Every once in a while, even a big city like Los Angeles can feel like a small town, the kind of place where everybody knows your business. This is especially true when my wife insists I go to the doctor.
Frankly, it’s nobody’s business why I’ve missed four annual physicals in a row. Maybe there’s been nothing to complain about, although I can’t say this out loud. The last time I did my wife laughed and pulled a stomach muscle.
(FOR THE RECORD: I was busy with other things.)
My wife insisted on joining me in the exam room. This merely wasted the doctor’s time because I had to constantly remind my wife that giggling when I took my clothes off was reserved for private time; also, if I wanted the doctor to know about…certain things…I would have told him.
She called my attitude a “guy thing,” and immediately blurted out irrelevant information such as how I huff and puff when climbing the stairs at home.
The doctor seemed to think that was worth typing into his computer, which is totally ridiculous. Huffing and puffing is a normal part of aging. (FOR THE RECORD: You can find that on the internet, if you look long enough.)
I also thought the doctor’s insistence that something is wrong when shortness of breath occurs “after climbing the first step” somewhat disingenuous. What do doctors know about stairs? Not as much as my contractor, I’ll bet. He built the ones in my house. And he says there’s nothing wrong with them.
The exchange was getting heated when my wife suggested we take the disagreement outside, because that’s where his medical degree was hanging.
You may not know this, but anyone with a medical degree can legally prescribe walking every day. At least that’s what the AMA told me.
They can also prescribe a pedometer. I don’t believe that’s correct, but the AMA told me to stop calling.
If you’re not familiar with pedometers, let me explain about this little bit of “spy wear.”
And, no, I’m not being funny.
You enter your stride length, which you have to figure out by taking 10 steps, measuring how far you’ve walked, and dividing by 10. Don’t try calling up the manufacturer and telling them this is a stupid operation fraught with potential errors. They are not nearly as polite as the AMA.
The pedometer counts your steps and tells the whole world how many miles you’ve walked and how many calories you’ve burned.
Apparently, the second number is there so, in case of an emergency, an EMT can replace those calories in a hurry. I’m sure I can find data on the internet about how many people die of calorie deficiency.
If I look long enough.
Nonetheless, six weeks ago, promptly at 7AM, I started my new walking routine. I was quite surprised.

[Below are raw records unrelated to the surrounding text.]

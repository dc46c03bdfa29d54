//! Tool call correlation for one session.
//!
//! Matches every tool_use block emitted by an assistant message with the
//! tool_result block that eventually resolves it, by tool-call id. Results
//! that arrive for calls this correlator never saw are logged and dropped.

use scribe_types::{
    CompletedToolCall, ContentBlock, Envelope, PendingToolCall, ToolCategory, ToolComplexity,
    ToolImpact,
};
use std::collections::HashMap;

/// Final report from a correlator when its session ends.
#[derive(Debug, Default)]
pub struct CorrelatorReport {
    /// Tool calls matched with a result, in completion order.
    pub completed: Vec<CompletedToolCall>,
    /// Tool-call ids that never received a result.
    pub dangling: Vec<String>,
}

/// Per-session matcher of tool invocations to their results.
#[derive(Debug, Default)]
pub struct ToolCallCorrelator {
    pending: HashMap<String, PendingToolCall>,
    completed: Vec<CompletedToolCall>,
}

impl ToolCallCorrelator {
    pub fn new() -> Self {
        Self::default()
    }

    /// Feed one envelope through the correlator.
    pub fn observe(&mut self, envelope: &Envelope) {
        match envelope {
            Envelope::Assistant(a) => {
                for block in &a.message.content {
                    if let ContentBlock::ToolUse { id, name, input } = block {
                        self.track_tool_use(id, name, input, a.uuid.as_deref());
                    }
                }
            }
            Envelope::User(u) => {
                for block in &u.message.content {
                    if let ContentBlock::ToolResult {
                        tool_use_id,
                        content,
                        is_error,
                    } = block
                    {
                        self.resolve_tool_use(tool_use_id, content, *is_error);
                    }
                }
            }
            _ => {}
        }
    }

    fn track_tool_use(
        &mut self,
        id: &str,
        name: &str,
        input: &serde_json::Value,
        message_uuid: Option<&str>,
    ) {
        if self.pending.contains_key(id) {
            tracing::warn!(
                target: "scribe::correlator",
                "Duplicate tool_use id {} ({}), replacing pending entry",
                id,
                name
            );
        }

        let pending = PendingToolCall {
            tool_use_id: id.to_string(),
            tool_name: name.to_string(),
            input: input.clone(),
            message_uuid: message_uuid.map(String::from),
            category: ToolCategory::from_tool_name(name),
            impact: ToolImpact::from_tool_name(name),
            complexity: ToolComplexity::from_input(input),
        };

        tracing::debug!(
            target: "scribe::correlator",
            "Tracking tool call {} ({}, {:?})",
            id,
            name,
            pending.category
        );
        self.pending.insert(id.to_string(), pending);
    }

    fn resolve_tool_use(&mut self, tool_use_id: &str, content: &serde_json::Value, is_error: bool) {
        let Some(pending) = self.pending.remove(tool_use_id) else {
            // Result for a call this correlator never saw.
            tracing::warn!(
                target: "scribe::correlator",
                "Dropping tool_result with no matching pending call: {}",
                tool_use_id
            );
            return;
        };

        tracing::debug!(
            target: "scribe::correlator",
            "Completed tool call {} ({}) error={}",
            tool_use_id,
            pending.tool_name,
            is_error
        );

        self.completed.push(CompletedToolCall {
            tool_use_id: pending.tool_use_id,
            tool_name: pending.tool_name,
            input: pending.input,
            output: content.clone(),
            success: !is_error,
            category: pending.category,
            impact: pending.impact,
            complexity: pending.complexity,
            message_uuid: pending.message_uuid,
        });
    }

    /// Number of calls still awaiting a result.
    pub fn pending_count(&self) -> usize {
        self.pending.len()
    }

    /// Finish the session: completed calls plus everything still dangling.
    pub fn finish(self) -> CorrelatorReport {
        let mut dangling: Vec<String> = self.pending.into_keys().collect();
        dangling.sort();

        if !dangling.is_empty() {
            tracing::warn!(
                target: "scribe::correlator",
                "{} tool call(s) dangling at session end: {:?}",
                dangling.len(),
                dangling
            );
        }

        CorrelatorReport {
            completed: self.completed,
            dangling,
        }
    }
}
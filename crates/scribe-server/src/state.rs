//! Shared application state.

use crate::config::Config;
use crate::forwarder::{CaptureForwarder, DeliveryTarget};
use crate::gateway::IngestGateway;
use scribe_core::{IngestStore, ProcessSupervisor};
use std::sync::Arc;

/// Shared application state, built once at startup and injected into
/// every handler.
pub struct AppState {
    pub supervisor: Arc<ProcessSupervisor>,
    pub gateway: Arc<IngestGateway>,
    pub config: Config,
}

impl AppState {
    pub fn new(config: Config) -> anyhow::Result<Self> {
        let store = Arc::new(IngestStore::open(&config.db_path)?);
        let gateway = Arc::new(IngestGateway::new(store));
        let supervisor = Arc::new(ProcessSupervisor::new(config.cli_path.clone()));

        Ok(Self {
            supervisor,
            gateway,
            config,
        })
    }

    /// Start the forwarder loop that delivers finalized sessions to the
    /// gateway, either in-process or to a configured remote.
    pub fn spawn_forwarder(self: &Arc<Self>) {
        let target = match &self.config.forward_url {
            Some(url) => DeliveryTarget::Remote {
                client: reqwest::Client::new(),
                url: url.clone(),
                auth_token: self.config.auth_token.clone(),
            },
            None => DeliveryTarget::Local(self.gateway.clone()),
        };
        let forwarder = CaptureForwarder::new(self.config.spool_dir.clone(), target);
        let events = self.supervisor.subscribe();
        tokio::spawn(forwarder.run(events));
    }
}
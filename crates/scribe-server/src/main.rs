//! Scribe server - capture supervisor and ingestion gateway for
//! AI-assistant CLI sessions.

use anyhow::Result;
use axum::{
    http::{HeaderValue, Method},
    routing::{delete, get, post},
    Router,
};
use clap::Parser;
use scribe_server::{config::Config, logging, routes, state::AppState};
use std::net::SocketAddr;
use std::path::PathBuf;
use std::sync::Arc;
use tower_http::{
    cors::{AllowOrigin, CorsLayer},
    trace::TraceLayer,
};

use logging::{LogConfig, LogFormat};

/// Scribe server - session capture and ingestion.
#[derive(Parser, Debug)]
#[command(name = "scribe-server")]
#[command(about = "Capture supervisor and ingestion gateway for assistant CLI sessions")]
#[command(version)]
struct Cli {
    /// Path to config file
    #[arg(short, long, value_name = "FILE")]
    config: Option<PathBuf>,

    /// Override port from config
    #[arg(short, long)]
    port: Option<u16>,

    /// Enable verbose logging (INFO level for most targets)
    #[arg(short, long)]
    verbose: bool,

    /// Enable debug logging
    #[arg(short, long)]
    debug: bool,

    /// Enable trace logging (TRACE level for everything)
    #[arg(long)]
    trace: bool,

    /// Quiet mode (WARN and ERROR only)
    #[arg(short, long)]
    quiet: bool,

    /// Set log level for specific targets (e.g., "gateway=debug").
    /// Can be specified multiple times. Targets are prefixed with
    /// "scribe::" automatically.
    #[arg(long = "log", value_name = "TARGET=LEVEL")]
    log_overrides: Vec<String>,

    /// Log output format
    #[arg(long = "log-format", value_name = "FORMAT", default_value = "text")]
    log_format: LogFormat,
}

#[tokio::main]
async fn main() -> Result<()> {
    let cli = Cli::parse();

    let log_config = LogConfig::from_cli(
        cli.verbose,
        cli.debug,
        cli.trace,
        cli.quiet,
        cli.log_overrides,
        cli.log_format,
    );
    logging::init(&log_config);

    let mut config = match &cli.config {
        Some(path) => Config::load_from(path)?,
        None => Config::load()?,
    };
    if let Some(port) = cli.port {
        config.port = port;
    }

    tracing::info!(target: "scribe::startup", "Loaded configuration (port: {})", config.port);

    let state = Arc::new(AppState::new(config.clone())?);
    state.spawn_forwarder();
    tracing::info!(target: "scribe::startup", "Initialized application state");

    let app = build_router(state, &config)?;

    let addr: SocketAddr = format!("{}:{}", config.host, config.port).parse()?;
    tracing::info!(target: "scribe::startup", "Starting server on {}", addr);

    let listener = tokio::net::TcpListener::bind(addr).await?;
    axum::serve(listener, app).await?;

    Ok(())
}

fn build_router(state: Arc<AppState>, config: &Config) -> Result<Router> {
    let api_routes = Router::new()
        .route("/hooks", post(routes::hooks::receive))
        .route(
            "/sessions",
            get(routes::sessions::list).post(routes::sessions::spawn),
        )
        .route("/sessions/{id}", delete(routes::sessions::stop))
        .route("/sessions/{id}/events", get(routes::sessions::events))
        .route("/health", get(routes::health));

    // CORS is restricted to the configured origins; an empty list keeps
    // the gateway same-origin only.
    let origins = config
        .allowed_origins
        .iter()
        .map(|o| o.parse::<HeaderValue>())
        .collect::<Result<Vec<_>, _>>()?;
    let cors = CorsLayer::new()
        .allow_origin(AllowOrigin::list(origins))
        .allow_methods([Method::GET, Method::POST, Method::DELETE])
        .allow_headers([
            axum::http::header::CONTENT_TYPE,
            axum::http::header::AUTHORIZATION,
        ]);

    Ok(Router::new()
        .nest("/api", api_routes)
        .layer(cors)
        .layer(TraceLayer::new_for_http())
        .with_state(state))
}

I had no idea Los Angeles mornings had a 7AM.
After four weeks I was proud to discover my huffing and puffing didn’t begin until I was at least half way up to the second step. The doctor was less impressed and suggested I try walking further than to the bottom of the driveway and back.
I promptly named my pedometer Benedict Arnold.
Now I leave the house at 7AM, return an hour later and proudly show my wife the pedometer. Two miles it says.
And I changed the pedometer’s name to Florence Nightingale.
Not only doesn’t it mention that I only walk 15 minutes to the nearest Starbucks, it says nothing about the coffee and bagels I have to stave off calorie deficiency.
And, above all, it doesn’t mention my being the only walker in the neighborhood with a six-foot, five-inch stride.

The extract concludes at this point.